There's a lot of "personal taste" involved in this domain. Some people can't seem to stomach reading for a long time on anything short of a Kindle, whereas I used to read Project Gutenberg books on my 160x160px monochrome Palm Pilot with reasonable comfort.
I understand the personal taste in general but have always been surprised by programmer's problems with electronic displays. Reading a novel is way easier than reading code. If you can handle reading code, surely you can deal with a novel... but again, personal taste.
Yes I see that - but if people who don't want to read a novel on screen, yet who code at the moment, could use a new display that they would read a novel on happily - would that also bring any improvements to their coding?
Ah, I see, you seriously meant that as a question, not a comment. Sorry.

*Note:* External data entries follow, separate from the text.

//! burrow network layer
//!
//! Networking that does not care which network it runs on.
//!
//! Everything here dials through a [`NetStack`]: the tunnel's userspace
//! TCP/IP stack in production, a loopback stack in tests.
//!
//! - [`NetStack`]: outbound TCP dialing (hostnames resolved by the stack)
//! - [`DnsResolver`]: host-side IPv4 lookups for the peer endpoint
//! - [`HttpClient`]: HTTP/1.1 (+ rustls) requests dialed through a stack

mod client;
mod dns;
mod stack;

pub use client::{HttpClient, HttpClientConfig, HttpError, Response, open_http1};
pub use dns::{DnsConfig, DnsError, DnsResolver, HostResolver, pick_address};
pub use stack::{AsyncStream, BoxedStream, NetStack, join_host_port, split_host_port};
//! Doubles for the tunnel boundary, shared by the unit tests.

use crate::tunnel::{DeviceLogLevel, TunnelDevice, TunnelError, TunnelFactory};
use async_trait::async_trait;
use burrow_network::{BoxedStream, DnsError, HostResolver, NetStack};
use std::collections::HashMap;
use std::io;
use std::net::{IpAddr, Ipv4Addr, SocketAddr};
use std::sync::{Arc, Mutex, MutexGuard};
use tokio::io::{AsyncReadExt, AsyncWriteExt};
use tokio::net::{TcpListener, TcpStream};
use tokio::sync::watch;
use tokio::task::JoinHandle;
use tokio::time::Instant;

/// Resolver answering from a fixed table.
#[derive(Default)]
pub struct StaticResolver {
    answers: HashMap<String, Vec<Ipv4Addr>>,
}

impl StaticResolver {
    pub fn with(mut self, host: &str, addrs: &[Ipv4Addr]) -> Self {
        self.answers.insert(host.to_string(), addrs.to_vec());
        self
    }
}

#[async_trait]
impl HostResolver for StaticResolver {
    async fn lookup_ipv4(&self, host: &str) -> Result<Vec<Ipv4Addr>, DnsError> {
        match self.answers.get(host) {
            Some(addrs) if !addrs.is_empty() => Ok(addrs.clone()),
            Some(_) => Err(DnsError::NoAddresses(host.to_string())),
            None => Err(DnsError::ResolutionFailed(host.to_string(), "unknown host".to_string())),
        }
    }
}

/// Stack that dials the host network, for driving the proxy and the
/// health check against loopback servers.
pub struct LoopbackStack {
    dialed: Mutex<Vec<String>>,
    closed: watch::Sender<bool>,
}

impl LoopbackStack {
    pub fn new() -> Arc<Self> {
        Arc::new(Self {
            dialed: Mutex::new(Vec::new()),
            closed: watch::channel(false).0,
        })
    }

    pub fn dialed(&self) -> Vec<String> {
        self.dialed.lock().unwrap().clone()
    }

    pub fn close(&self) {
        self.closed.send_replace(true);
    }
}

#[async_trait]
impl NetStack for LoopbackStack {
    async fn dial(&self, addr: &str) -> io::Result<BoxedStream> {
        self.dialed.lock().unwrap().push(addr.to_string());
        Ok(Box::new(TcpStream::connect(addr).await?))
    }

    async fn closed(&self) {
        let mut closed = self.closed.subscribe();
        let _ = closed.wait_for(|closed| *closed).await;
    }
}

/// Everything the fake factory and its devices were asked to do.
#[derive(Default)]
pub struct FakeLog {
    pub creates: Vec<Instant>,
    pub created_with: Vec<(Vec<IpAddr>, Vec<IpAddr>, u16)>,
    pub log_levels: Vec<DeviceLogLevel>,
    pub configs: Vec<String>,
    pub ups: usize,
    pub closes: usize,
    create_failures: usize,
}

#[derive(Clone, Default)]
pub struct FakeFactory {
    log: Arc<Mutex<FakeLog>>,
    fail_ipc: bool,
    fail_up: bool,
    stack: Option<Arc<LoopbackStack>>,
}

impl FakeFactory {
    pub fn new() -> Self {
        Self::default()
    }

    /// Fail the next `count` calls to `create`.
    pub fn failing_creates(self, count: usize) -> Self {
        self.log.lock().unwrap().create_failures = count;
        self
    }

    pub fn failing_ipc(mut self) -> Self {
        self.fail_ipc = true;
        self
    }

    pub fn failing_up(mut self) -> Self {
        self.fail_up = true;
        self
    }

    pub fn with_stack(mut self, stack: Arc<LoopbackStack>) -> Self {
        self.stack = Some(stack);
        self
    }

    pub fn log(&self) -> MutexGuard<'_, FakeLog> {
        self.log.lock().unwrap()
    }
}

impl TunnelFactory for FakeFactory {
    type Interface = ();
    type Device = FakeDevice;

    fn create(
        &self,
        local: &[IpAddr],
        dns: &[IpAddr],
        mtu: u16,
    ) -> Result<((), Arc<dyn NetStack>), TunnelError> {
        let mut log = self.log.lock().unwrap();
        log.creates.push(Instant::now());
        log.created_with.push((local.to_vec(), dns.to_vec(), mtu));
        if log.create_failures > 0 {
            log.create_failures -= 1;
            return Err(TunnelError::Interface("simulated failure".to_string()));
        }
        let stack: Arc<dyn NetStack> = match &self.stack {
            Some(stack) => stack.clone(),
            None => LoopbackStack::new(),
        };
        Ok(((), stack))
    }

    fn create_device(&self, _interface: (), log_level: DeviceLogLevel) -> Result<FakeDevice, TunnelError> {
        self.log.lock().unwrap().log_levels.push(log_level);
        Ok(FakeDevice {
            log: self.log.clone(),
            fail_ipc: self.fail_ipc,
            fail_up: self.fail_up,
            closed: false,
        })
    }
}

pub struct FakeDevice {
    log: Arc<Mutex<FakeLog>>,
    fail_ipc: bool,
    fail_up: bool,
    closed: bool,
}

impl TunnelDevice for FakeDevice {
    fn ipc_set(&mut self, config: &str) -> Result<(), TunnelError> {
        self.log.lock().unwrap().configs.push(config.to_string());
        if self.fail_ipc {
            return Err(TunnelError::Configure("simulated failure".to_string()));
        }
        Ok(())
    }

    fn up(&mut self) -> Result<(), TunnelError> {
        if self.fail_up {
            return Err(TunnelError::Up("simulated failure".to_string()));
        }
        self.log.lock().unwrap().ups += 1;
        Ok(())
    }

    fn close(&mut self) {
        if !self.closed {
            self.closed = true;
            self.log.lock().unwrap().closes += 1;
        }
    }
}

impl Drop for FakeDevice {
    fn drop(&mut self) {
        self.close();
    }
}

/// Answer one connection with a canned response; the task yields the
/// request head it saw.
pub async fn http_upstream(
    response: impl AsRef<[u8]> + Send + 'static,
) -> (SocketAddr, JoinHandle<String>) {
    let listener = TcpListener::bind("127.0.0.1:0").await.unwrap();
    let addr = listener.local_addr().unwrap();
    let task = tokio::spawn(async move {
        let (mut sock, _) = listener.accept().await.unwrap();
        let head = read_until(&mut sock, b"\r\n\r\n").await;
        // the client may hang up before a long body is written
        let _ = sock.write_all(response.as_ref()).await;
        let _ = sock.shutdown().await;
        String::from_utf8(head).unwrap()
    });
    (addr, task)
}

/// Echo every byte back on each accepted connection.
pub async fn echo_server() -> SocketAddr {
    let listener = TcpListener::bind("127.0.0.1:0").await.unwrap();
    let addr = listener.local_addr().unwrap();
    tokio::spawn(async move {
        while let Ok((mut sock, _)) = listener.accept().await {
            tokio::spawn(async move {
                let (mut reader, mut writer) = sock.split();
                let _ = tokio::io::copy(&mut reader, &mut writer).await;
            });
        }
    });
    addr
}

/// An address nothing listens on.
pub async fn closed_addr() -> SocketAddr {
    let listener = TcpListener::bind("127.0.0.1:0").await.unwrap();
    listener.local_addr().unwrap()
}

/// Read until `pattern` shows up or the peer closes.
pub async fn read_until(sock: &mut TcpStream, pattern: &[u8]) -> Vec<u8> {
    let mut data = Vec::new();
    let mut buf = [0u8; 4096];
    while !data.windows(pattern.len()).any(|w| w == pattern) {
        let n = sock.read(&mut buf).await.unwrap();
        if n == 0 {
            break;
        }
        data.extend_from_slice(&buf[..n]);
    }
    data
}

I think I'd have to defer to a scientific study. I tend to doubt it, though; just as "typing speed" is rarely the coding impediment, I doubt "screen quality" is very much anymore. (Though it sure was in the bad old 640x480 days...)
Clearly you are all missing the insight here: where are our widescreen e-ink displays for writing code? Who needs color? Just give me paper-like readability and bold and italic.
You're so right. I just finally looked at a youtube video of the display tech in the new kindle (the "broadstreet" version of e-ink) and it is indeed far slower than is necessary even for simple text editing.
Netbooks changed the game...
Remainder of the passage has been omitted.